WHAT IS NEEDED -
Can you restate the lines of the entries below, word for word, from the first one through the line that includes "miss runs on a"?

──────── THE RECORDS

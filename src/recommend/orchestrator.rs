//! Concurrent generation of per-candidate recommendation reasons.

use std::sync::Arc;
use std::time::Duration;

use tokio::task::JoinSet;
use tokio::time::Instant;
use tracing::{debug, warn};

use super::ReasonGenerator;
use crate::cache::ReasoningCache;
use crate::telemetry;

/// Reason shown when generation fails. Never cached.
pub fn fallback_reason(candidate: &str) -> String {
    format!("{candidate}이(가) 지금 당신에게 딱 맞는 선택이에요!")
}

/// Fans out one generation task per uncached candidate and reassembles the
/// results in candidate order.
///
/// Cache hits are filled in before anything is spawned. Each miss runs on a
/// [`JoinSet`] under `generation_timeout`; a task that succeeds writes its own
/// result to the [`ReasoningCache`]. Failures, timeouts and panics leave the
/// slot with [`fallback_reason`], which is not cached, so the next request
/// for the same key tries the generator again.
///
/// Dropping the future returned by [`generate_rationales`](Self::generate_rationales)
/// aborts every task it spawned.
pub struct RecommendationOrchestrator {
    cache: Arc<ReasoningCache>,
    generator: Arc<dyn ReasonGenerator>,
    generation_timeout: Duration,
}

impl RecommendationOrchestrator {
    pub fn new(cache: Arc<ReasoningCache>, generator: Arc<dyn ReasonGenerator>) -> Self {
        Self {
            cache,
            generator,
            generation_timeout: Duration::from_secs(4),
        }
    }

    /// Bound on each generator call. Default: 4s.
    pub fn generation_timeout(mut self, timeout: Duration) -> Self {
        self.generation_timeout = timeout;
        self
    }

    pub fn cache(&self) -> &Arc<ReasoningCache> {
        &self.cache
    }

    /// One reason per candidate, in candidate order.
    pub async fn generate_rationales(
        &self,
        mood: &str,
        keywords: &[String],
        candidates: &[String],
    ) -> Vec<String> {
        self.generate_rationales_within(mood, keywords, candidates, None)
            .await
    }

    /// Like [`generate_rationales`](Self::generate_rationales), but gives up
    /// on outstanding tasks at `deadline`; their slots get the fallback.
    pub async fn generate_rationales_within(
        &self,
        mood: &str,
        keywords: &[String],
        candidates: &[String],
        deadline: Option<Instant>,
    ) -> Vec<String> {
        let mut reasons = Vec::with_capacity(candidates.len());
        let mut tasks = JoinSet::new();
        let shared_keywords: Arc<[String]> = Arc::from(keywords);

        for (index, candidate) in candidates.iter().enumerate() {
            if let Some(cached) = self.cache.get(mood, keywords, candidate) {
                reasons.push(cached);
                continue;
            }
            reasons.push(fallback_reason(candidate));

            let generator = Arc::clone(&self.generator);
            let cache = Arc::clone(&self.cache);
            let keywords = Arc::clone(&shared_keywords);
            let mood = mood.to_string();
            let candidate = candidate.clone();
            let timeout = self.generation_timeout;

            tasks.spawn(async move {
                let outcome = tokio::time::timeout(
                    timeout,
                    generator.generate_reason(&mood, &keywords, &candidate),
                )
                .await;
                match outcome {
                    Ok(Ok(reason)) if !reason.trim().is_empty() => {
                        cache.set(&mood, &keywords, &candidate, reason.clone());
                        (index, Some(reason))
                    }
                    Ok(Ok(_)) => {
                        warn!(candidate, "generator returned an empty reason");
                        (index, None)
                    }
                    Ok(Err(e)) => {
                        warn!(candidate, generator = generator.name(), error = %e, "reason generation failed");
                        (index, None)
                    }
                    Err(_) => {
                        warn!(candidate, ?timeout, "reason generation timed out");
                        (index, None)
                    }
                }
            });
        }

        let spawned = tasks.len();
        loop {
            let next = match deadline {
                Some(deadline) => match tokio::time::timeout_at(deadline, tasks.join_next()).await {
                    Ok(next) => next,
                    Err(_) => {
                        warn!(outstanding = tasks.len(), "reason generation deadline passed");
                        tasks.abort_all();
                        break;
                    }
                },
                None => tasks.join_next().await,
            };

            match next {
                None => break,
                Some(Ok((index, Some(reason)))) => {
                    metrics::counter!(telemetry::REASON_GENERATIONS_TOTAL, "status" => "ok")
                        .increment(1);
                    reasons[index] = reason;
                }
                Some(Ok((_, None))) => {
                    metrics::counter!(telemetry::REASON_GENERATIONS_TOTAL, "status" => "fallback")
                        .increment(1);
                }
                Some(Err(e)) => {
                    metrics::counter!(telemetry::REASON_GENERATIONS_TOTAL, "status" => "fallback")
                        .increment(1);
                    warn!(error = %e, "reason generation task failed");
                }
            }
        }

        debug!(
            candidates = candidates.len(),
            generated = spawned,
            "assembled recommendation reasons"
        );
        reasons
    }
}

────────────────

EXERCISE OUTPUT -
filename src/recommend/orchestrator.rs
//! Concurrent generation of per-candidate recommendation reasons.

use std::sync::Arc;
use std::time::Duration;

use tokio::task::JoinSet;
use tokio::time::Instant;
use tracing::{debug, warn};

use super::ReasonGenerator;
use crate::cache::ReasoningCache;
use crate::telemetry;

/// Reason shown when generation fails. Never cached.
pub fn fallback_reason(candidate: &str) -> String {
    format!("{candidate}이(가) 지금 당신에게 딱 맞는 선택이에요!")
}

/// Fans out one generation task per uncached candidate and reassembles the
/// results in candidate order.
///
/// Cache hits are filled in before anything is spawned. Each miss runs on a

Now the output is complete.